Cette mons­trueuse tue­rie dura près d’une demi-​heure. Les Fé­dérés et leurs sbires char­geaient et déchar­geaient leurs armes sans répit. Cependant, juchées sur les murs d’enceinte, des femmes ap­plaudissaient les assas­sins et outra­geaient les vic­times. « On les tirait comme des lapins », dira plus tard un des exécuteurs.

Un autre témoin, âgé de 17 ans, rap­porte les détails de la mise à mort du Père Planchat : « Il avait déjà reçu sept ou huit balles. À genoux, dans l’attitude de la prière, il s’affaissait à chaque balle, puis se rele­vait. Un offi­cier de Garibaldiens s’était avan­cé tout auprès des vic­times. M. Planchat, ins­tinc­ti­ve­ment, s’accrocha à lui pour se main­te­nir. Le misé­rable se mit à le frap­per à coups de sabre. M. Planchat se cram­pon­nait soli­dement à l’officier, quand celui-​ci, sou­dai­ne­ment, pous­sant un cri, por­ta sa main à la tête et s’affaissa. L’officier venait d’être frap­pé lui-​même par une balle des­ti­née à ceux qu’il vou­lait assas­si­ner. » Ainsi, à la même heure mou­raient et la vic­time et son bourreau.

Un prêtre achevé par une femme

« Puis une der­nière balle vint frap­per M. Planchat en plein front, et sa cer­velle rejaillit jusqu’au mur sur lequel j’étais grim­pé. Je le vois encore, je le vois levant les yeux au ciel, joi­gnant les mains et tom­bant sur le côté. » Ce der­nier coup fut por­té par la can­ti­nière du 174ème bataillon de fédé­rés. Lorsque tous les otages furent tom­bés, un feu de pelo­ton fut exé­cu­té sur leurs corps entas­sés. Puis les meur­triers, pié­ti­nant leurs vic­times, les lar­dèrent de coups de baïon­nette. Le nombre des otages exé­cu­tés dans cette san­glante mêlée s’élevait à 51 dont 11 ecclésiastiques.

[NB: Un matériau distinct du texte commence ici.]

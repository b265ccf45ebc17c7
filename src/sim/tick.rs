//! Variable timestep physics step
//!
//! The engine advances once per displayed frame by the real elapsed time.
//! There is no fixed-step accumulator and no sub-stepping: very large deltas
//! (after a stall or suspend) can tunnel through a wall, and are recovered
//! only by the post-step safety clamp.

use glam::Vec2;

use super::collision::{circle_rect_collision, resolve_contact};
use super::state::{Body, BoundaryKind, World};
use crate::consts::BASE_DELTA_MS;

/// A wall hit during a step
#[derive(Debug, Clone, Copy, PartialEq)]
pub struct Impact {
    pub boundary: BoundaryKind,
    /// Speed into the wall before the impulse
    pub normal_speed_before: f32,
    /// Speed away from the wall after the impulse
    pub normal_speed_after: f32,
}

/// What happened during one call to [`step`]
#[derive(Debug, Clone, Default, PartialEq)]
pub struct StepReport {
    pub impacts: Vec<Impact>,
    /// The safety clamp had to pull the body back in
    pub clamped: bool,
    /// The input was malformed and the world was left untouched
    pub skipped: bool,
}

/// Advance the world by `dt_ms` milliseconds of wall-clock time
///
/// Never fails. Negative or non-finite deltas are ignored, and a step that
/// would produce a non-finite state is rolled back.
pub fn step(world: &mut World, dt_ms: f32) -> StepReport {
    if !dt_ms.is_finite() || dt_ms < 0.0 {
        log::trace!("Ignoring step with dt = {dt_ms}");
        return StepReport {
            skipped: true,
            ..Default::default()
        };
    }

    let snapshot = world.body.clone();
    let mut report = StepReport::default();

    if !world.drag.apply(&mut world.body, dt_ms) {
        integrate(&mut world.body, world.params.gravity, dt_ms);
    }
    if !world.body.is_finite() {
        return roll_back(world, snapshot, dt_ms);
    }

    for boundary in &world.boundaries {
        let contact = circle_rect_collision(world.body.pos, world.body.radius(), boundary);
        if let Some((before, after)) = resolve_contact(&mut world.body, &contact) {
            report.impacts.push(Impact {
                boundary: boundary.kind,
                normal_speed_before: before,
                normal_speed_after: after,
            });
        }
    }

    report.clamped = safety_clamp(world);

    if !world.body.is_finite() {
        return roll_back(world, snapshot, dt_ms);
    }

    report
}

fn roll_back(world: &mut World, snapshot: Body, dt_ms: f32) -> StepReport {
    log::trace!("Rolling back non-finite step (dt = {dt_ms})");
    world.body = snapshot;
    StepReport {
        skipped: true,
        ..Default::default()
    }
}

/// Free flight: air friction, gravity, then position
fn integrate(body: &mut Body, gravity: f32, dt_ms: f32) {
    let damping = (1.0 - body.material.friction_air * dt_ms / BASE_DELTA_MS).clamp(0.0, 1.0);
    body.vel = body.vel * damping + Vec2::new(0.0, gravity * dt_ms);
    body.pos += body.vel * dt_ms;
}

/// Force the body centre back into the playable region
///
/// Each out-of-range axis is clamped and its velocity reflected by the
/// world's clamp damping. Returns whether a correction was made.
pub fn safety_clamp(world: &mut World) -> bool {
    let (min, max) = world.screen.playable(world.body.radius());
    let damping = world.params.clamp_damping;
    let body = &mut world.body;
    let mut clamped = false;

    if body.pos.x < min.x || body.pos.x > max.x {
        body.pos.x = body.pos.x.clamp(min.x, max.x);
        body.vel.x = -body.vel.x * damping;
        clamped = true;
    }
    if body.pos.y < min.y || body.pos.y > max.y {
        body.pos.y = body.pos.y.clamp(min.y, max.y);
        body.vel.y = -body.vel.y * damping;
        clamped = true;
    }

    clamped
}
//! The overlay core driven by the host's frame callback
//!
//! One logical thread: the host calls [`Overlay::tick`] (or
//! [`Overlay::advance`] when it skips painting) once per loop iteration and
//! forwards pointer events in between. Hosts with their own
//! threads must serialize both onto one queue.

use glam::Vec2;

use super::host::OverlayHost;
use super::passthrough::{HitTester, InputMode, PassthroughBridge};
use crate::renderer::{Compositor, SphereFrame};
use crate::settings::Settings;
use crate::sim::{self, Screen, StepReport, World};

/// Turns frame timestamps into elapsed milliseconds
#[derive(Debug, Clone, Default)]
pub struct FrameClock {
    last: Option<f64>,
}

impl FrameClock {
    pub fn new() -> Self {
        Self::default()
    }

    /// Elapsed time since the previous timestamp
    ///
    /// The first call yields 0. A timestamp earlier than the previous one
    /// yields the negative gap, which the physics step ignores, and becomes
    /// the new baseline.
    pub fn delta(&mut self, now_ms: f64) -> f32 {
        if !now_ms.is_finite() {
            return f32::NAN;
        }
        let dt = self.last.map_or(0.0, |last| now_ms - last);
        self.last = Some(now_ms);
        dt as f32
    }
}

/// Physics, hit-testing and composition for one ball
#[derive(Debug, Clone)]
pub struct Overlay {
    world: World,
    hit_tester: HitTester,
    bridge: PassthroughBridge,
    compositor: Compositor,
    clock: FrameClock,
    pointer: Option<Vec2>,
}

impl Overlay {
    pub fn new(screen: Screen, settings: &Settings) -> Self {
        Self {
            world: World::new(screen, settings),
            hit_tester: HitTester::new(settings.click_buffer),
            bridge: PassthroughBridge::new(),
            compositor: Compositor,
            clock: FrameClock::new(),
            pointer: None,
        }
    }

    pub fn world(&self) -> &World {
        &self.world
    }

    pub fn world_mut(&mut self) -> &mut World {
        &mut self.world
    }

    pub fn input_mode(&self) -> InputMode {
        self.bridge.mode()
    }

    pub fn is_dragging(&self) -> bool {
        self.world.drag.is_active()
    }

    /// Tell the host the initial mode (pass-through) before any pointer sample
    pub fn start<H: OverlayHost + ?Sized>(&self, host: &mut H) {
        self.bridge.current_request().send(host);
    }

    /// Advance physics to `now_ms` and compose the frame to paint
    pub fn tick(&mut self, now_ms: f64) -> SphereFrame {
        self.advance(now_ms);
        self.compose()
    }

    /// Advance physics to `now_ms` without composing
    ///
    /// Hosts that skip painting (e.g. while the window is covered) keep
    /// calling this so the ball never freezes.
    pub fn advance(&mut self, now_ms: f64) -> StepReport {
        let dt = self.clock.delta(now_ms);
        self.step(dt)
    }

    /// Advance physics by an explicit delta
    pub fn step(&mut self, dt_ms: f32) -> StepReport {
        sim::step(&mut self.world, dt_ms)
    }

    pub fn compose(&self) -> SphereFrame {
        self.compositor.compose(&self.world.body)
    }

    /// Re-evaluate the hit test for a pointer sample
    pub fn on_pointer_move<H: OverlayHost + ?Sized>(&mut self, host: &mut H, x: f32, y: f32) {
        let pointer = Vec2::new(x, y);
        if !pointer.is_finite() {
            log::trace!("Ignoring pointer sample ({x}, {y})");
            return;
        }
        self.pointer = Some(pointer);
        self.world.drag.move_to(pointer);

        // Stay interactive while dragging so the release is still delivered
        let over = self.is_dragging() || self.hit_tester.is_over(&self.world.body, pointer);
        if let Some(request) = self.bridge.transition(over) {
            request.send(host);
        }
    }

    /// Grab the ball if the pointer is over it
    pub fn on_pointer_down(&mut self) {
        let Some(pointer) = self.pointer else {
            return;
        };
        if self.bridge.mode() == InputMode::Interactive && !self.is_dragging() {
            log::debug!("Drag started at ({:.0}, {:.0})", pointer.x, pointer.y);
            self.world.drag.grab(&self.world.body, pointer);
        }
    }

    /// Let go of the ball, keeping its momentum
    pub fn on_pointer_up(&mut self) {
        if self.is_dragging() {
            let vel = self.world.body.vel;
            log::debug!("Drag released with velocity ({:.3}, {:.3}) px/ms", vel.x, vel.y);
            self.world.drag.release();
        }
    }
}

#[cfg(test)]
mod tests {
    use super::*;
    use crate::platform::host::PassthroughOptions;
    use crate::platform::passthrough::tests::RecordingHost;

    fn overlay() -> Overlay {
        Overlay::new(Screen::new(1920.0, 1080.0, 1040.0), &Settings::default())
    }

    #[test]
    fn test_clock_first_delta_is_zero() {
        let mut clock = FrameClock::new();
        assert_eq!(clock.delta(1000.0), 0.0);
        assert_eq!(clock.delta(1016.5), 16.5);
        assert_eq!(clock.delta(1010.0), -6.5);
        assert_eq!(clock.delta(1026.0), 16.0);
        assert!(clock.delta(f64::NAN).is_nan());
    }

    #[test]
    fn test_start_requests_pass_through() {
        let overlay = overlay();
        let mut host = RecordingHost::default();
        overlay.start(&mut host);
        assert_eq!(host.calls, vec![(true, PassthroughOptions { forward: true })]);
        assert_eq!(overlay.input_mode(), InputMode::PassThrough);
    }

    #[test]
    fn test_tick_advances_and_composes() {
        let mut overlay = overlay();
        let first = overlay.tick(0.0);
        assert_eq!(first.layers[1].center, Vec2::new(960.0, 100.0));

        let second = overlay.tick(16.0);
        assert!(second.layers[1].center.y > 100.0);
    }

    #[test]
    fn test_advance_without_painting_keeps_falling() {
        let mut overlay = overlay();
        overlay.advance(0.0);
        for i in 1..=30 {
            overlay.advance(f64::from(i) * 16.0);
        }
        let body = &overlay.world().body;
        assert!(body.pos.y > 100.0);
        assert!(body.vel.y > 0.0);

        // Painting resumes from where physics got to
        let frame = overlay.compose();
        assert_eq!(frame.layers[1].center, body.pos);
    }

    #[test]
    fn test_backwards_timestamp_keeps_state() {
        let mut overlay = overlay();
        overlay.tick(100.0);
        overlay.tick(116.0);
        let before = overlay.world().body.clone();
        overlay.tick(50.0);
        assert_eq!(overlay.world().body, before);
    }

    #[test]
    fn test_pointer_moves_toggle_on_change_only() {
        let mut overlay = overlay();
        let mut host = RecordingHost::default();

        overlay.on_pointer_move(&mut host, 10.0, 10.0);
        overlay.on_pointer_move(&mut host, 960.0, 150.0);
        overlay.on_pointer_move(&mut host, 965.0, 110.0);
        overlay.on_pointer_move(&mut host, 1500.0, 900.0);

        assert_eq!(
            host.calls,
            vec![
                (false, PassthroughOptions { forward: true }),
                (true, PassthroughOptions { forward: true }),
            ]
        );
    }

    #[test]
    fn test_nan_pointer_is_ignored() {
        let mut overlay = overlay();
        let mut host = RecordingHost::default();
        overlay.on_pointer_move(&mut host, 960.0, 100.0);
        overlay.on_pointer_move(&mut host, f32::NAN, 0.0);
        assert_eq!(host.calls.len(), 1);
        assert_eq!(overlay.input_mode(), InputMode::Interactive);
    }

    #[test]
    fn test_pointer_down_outside_does_not_grab() {
        let mut overlay = overlay();
        let mut host = RecordingHost::default();
        overlay.on_pointer_move(&mut host, 10.0, 10.0);
        overlay.on_pointer_down();
        assert!(!overlay.is_dragging());
    }

    #[test]
    fn test_drag_and_throw() {
        let mut overlay = overlay();
        let mut host = RecordingHost::default();

        overlay.on_pointer_move(&mut host, 960.0, 100.0);
        overlay.on_pointer_down();
        assert!(overlay.is_dragging());

        overlay.on_pointer_move(&mut host, 100.0, 100.0);
        for _ in 0..3 {
            overlay.step(16.0);
        }
        // The pointer ran ahead of the ball but the surface stays interactive
        assert_eq!(overlay.input_mode(), InputMode::Interactive);

        let body = &overlay.world().body;
        let displacement = Vec2::new(100.0, 100.0) - body.pos;
        overlay.on_pointer_up();

        let vel = overlay.world().body.vel;
        assert!(!overlay.is_dragging());
        assert!(vel.normalize().dot(displacement.normalize()) > 0.999);
    }

    #[test]
    fn test_release_away_from_ball_returns_to_pass_through() {
        let mut overlay = overlay();
        let mut host = RecordingHost::default();

        overlay.on_pointer_move(&mut host, 960.0, 100.0);
        overlay.on_pointer_down();
        overlay.on_pointer_up();
        overlay.on_pointer_move(&mut host, 1800.0, 900.0);

        assert_eq!(overlay.input_mode(), InputMode::PassThrough);
        assert_eq!(host.calls.len(), 2);
    }
}
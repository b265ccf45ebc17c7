//! Tray menu, the only way to quit a window that never takes input
//!
//! Windows and macOS get a tray icon with a Quit item. Elsewhere the
//! process quits on SIGINT/SIGTERM, handled in [`super::native`].

use glam::Vec2;
use winit::event_loop::EventLoopProxy;

use crate::renderer::LayerKind;
use crate::renderer::compositor::sphere_layers;

/// Menu id of the Quit entry
pub const QUIT_ID: &str = "quit";

/// Requests delivered to the event loop from outside the window
#[derive(Debug, Clone, Copy, PartialEq, Eq)]
pub enum HostCommand {
    Quit,
}

pub fn command_for_menu(id: &str) -> Option<HostCommand> {
    match id {
        QUIT_ID => Some(HostCommand::Quit),
        _ => None,
    }
}

/// Straight-alpha RGBA pixels of the ball, without its drop shadow
pub fn icon_rgba(size: u32) -> Vec<u8> {
    let half = size as f32 / 2.0;
    let frame = sphere_layers(Vec2::splat(half), half - 1.0);

    let mut pixels = Vec::with_capacity((size * size * 4) as usize);
    for y in 0..size {
        for x in 0..size {
            let p = Vec2::new(x as f32 + 0.5, y as f32 + 0.5);
            let c = frame
                .layers
                .iter()
                .filter(|layer| layer.kind != LayerKind::Shadow)
                .fold([0.0f32; 4], |dst, layer| {
                    let src = layer.shade(p);
                    std::array::from_fn(|i| src[i] + dst[i] * (1.0 - src[3]))
                });
            let a = c[3];
            let unmul = |v: f32| if a > 0.0 { (v / a).clamp(0.0, 1.0) } else { 0.0 };
            pixels.extend([unmul(c[0]), unmul(c[1]), unmul(c[2]), a.clamp(0.0, 1.0)].map(|v| (v * 255.0).round() as u8));
        }
    }
    pixels
}

/// Keeps the tray icon alive for the life of the app
pub struct Tray {
    #[cfg(any(target_os = "windows", target_os = "macos"))]
    _icon: tray_icon::TrayIcon,
}

impl Tray {
    /// Install the tray icon; `None` where the platform has no tray support
    pub fn create(proxy: EventLoopProxy<HostCommand>) -> anyhow::Result<Option<Self>> {
        build(proxy)
    }
}

#[cfg(any(target_os = "windows", target_os = "macos"))]
fn build(proxy: EventLoopProxy<HostCommand>) -> anyhow::Result<Option<Tray>> {
    use std::sync::Mutex;

    use anyhow::Context;
    use tray_icon::menu::{Menu, MenuEvent, MenuItem};
    use tray_icon::{Icon, TrayIconBuilder};

    const ICON_SIZE: u32 = 32;

    let quit = MenuItem::with_id(QUIT_ID, "Quit", true, None);
    let menu = Menu::new();
    menu.append(&quit).context("building tray menu")?;

    let icon = Icon::from_rgba(icon_rgba(ICON_SIZE), ICON_SIZE, ICON_SIZE).context("building tray icon")?;

    let proxy = Mutex::new(proxy);
    MenuEvent::set_event_handler(Some(move |event: MenuEvent| {
        let Some(command) = command_for_menu(event.id.as_ref()) else {
            return;
        };
        if let Ok(proxy) = proxy.lock()
            && proxy.send_event(command).is_err()
        {
            log::warn!("Event loop gone, dropping {command:?}");
        }
    }));

    let icon = TrayIconBuilder::new()
        .with_menu(Box::new(menu))
        .with_tooltip("Desktop Ball")
        .with_icon(icon)
        .build()
        .context("creating tray icon")?;

    log::info!("Tray icon installed");
    Ok(Some(Tray { _icon: icon }))
}

#[cfg(not(any(target_os = "windows", target_os = "macos")))]
fn build(_proxy: EventLoopProxy<HostCommand>) -> anyhow::Result<Option<Tray>> {
    log::info!("No tray on this platform; stop with Ctrl-C or SIGTERM");
    Ok(None)
}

Ainsi mou­rut le Père Henri Plan- chat, vic­time avec ses confrères dans le sacer­doce de la haine an­ticléricale des hommes de la Com­mune. C’était le 26 mai 1871, vers 19 heures, vil­la de Vincennes à Belleville. Il était âgé de 47 ans.

La victoire

Deux jours plus tard, la Commune de Paris est défi­ni­ti­ve­ment écra­sée par l’armée régu­lière de Versailles. Des hommes cha­ri­tables viennent récu­pé­rer les corps des otages jetés la veille, par les Fédérés, dans une fosse d’aisance. Un cadavre por­tait la trace de 69 balles, et un autre – celui d’un Père jésuite – avait été per­cé de 72 coups de baïon­nette. Le corps d’Henri Planchat fut récu­pé­ré par les Pères de sa congré­ga­tion. Il repose depuis lors à Paris, dans le chœur du petit sanc­tuaire de Notre-​Dame de la Salette, 27 rue de Dantzig dans le XVème arrondissement.

Au 81 rue Haxo dans le XXème, sur l’emplacement même de ce qui fut le der­nier quar­tier géné­ral des troupes de la Commune de Paris et qui vit cet hor­rible mas­sacre d’in­no­cents, s’é­lève aujourd’­hui une vaste église pla­cée sous le vo­cable de Notre-​Dame des Otages. Le sang des mar­tyrs triomphe de tout.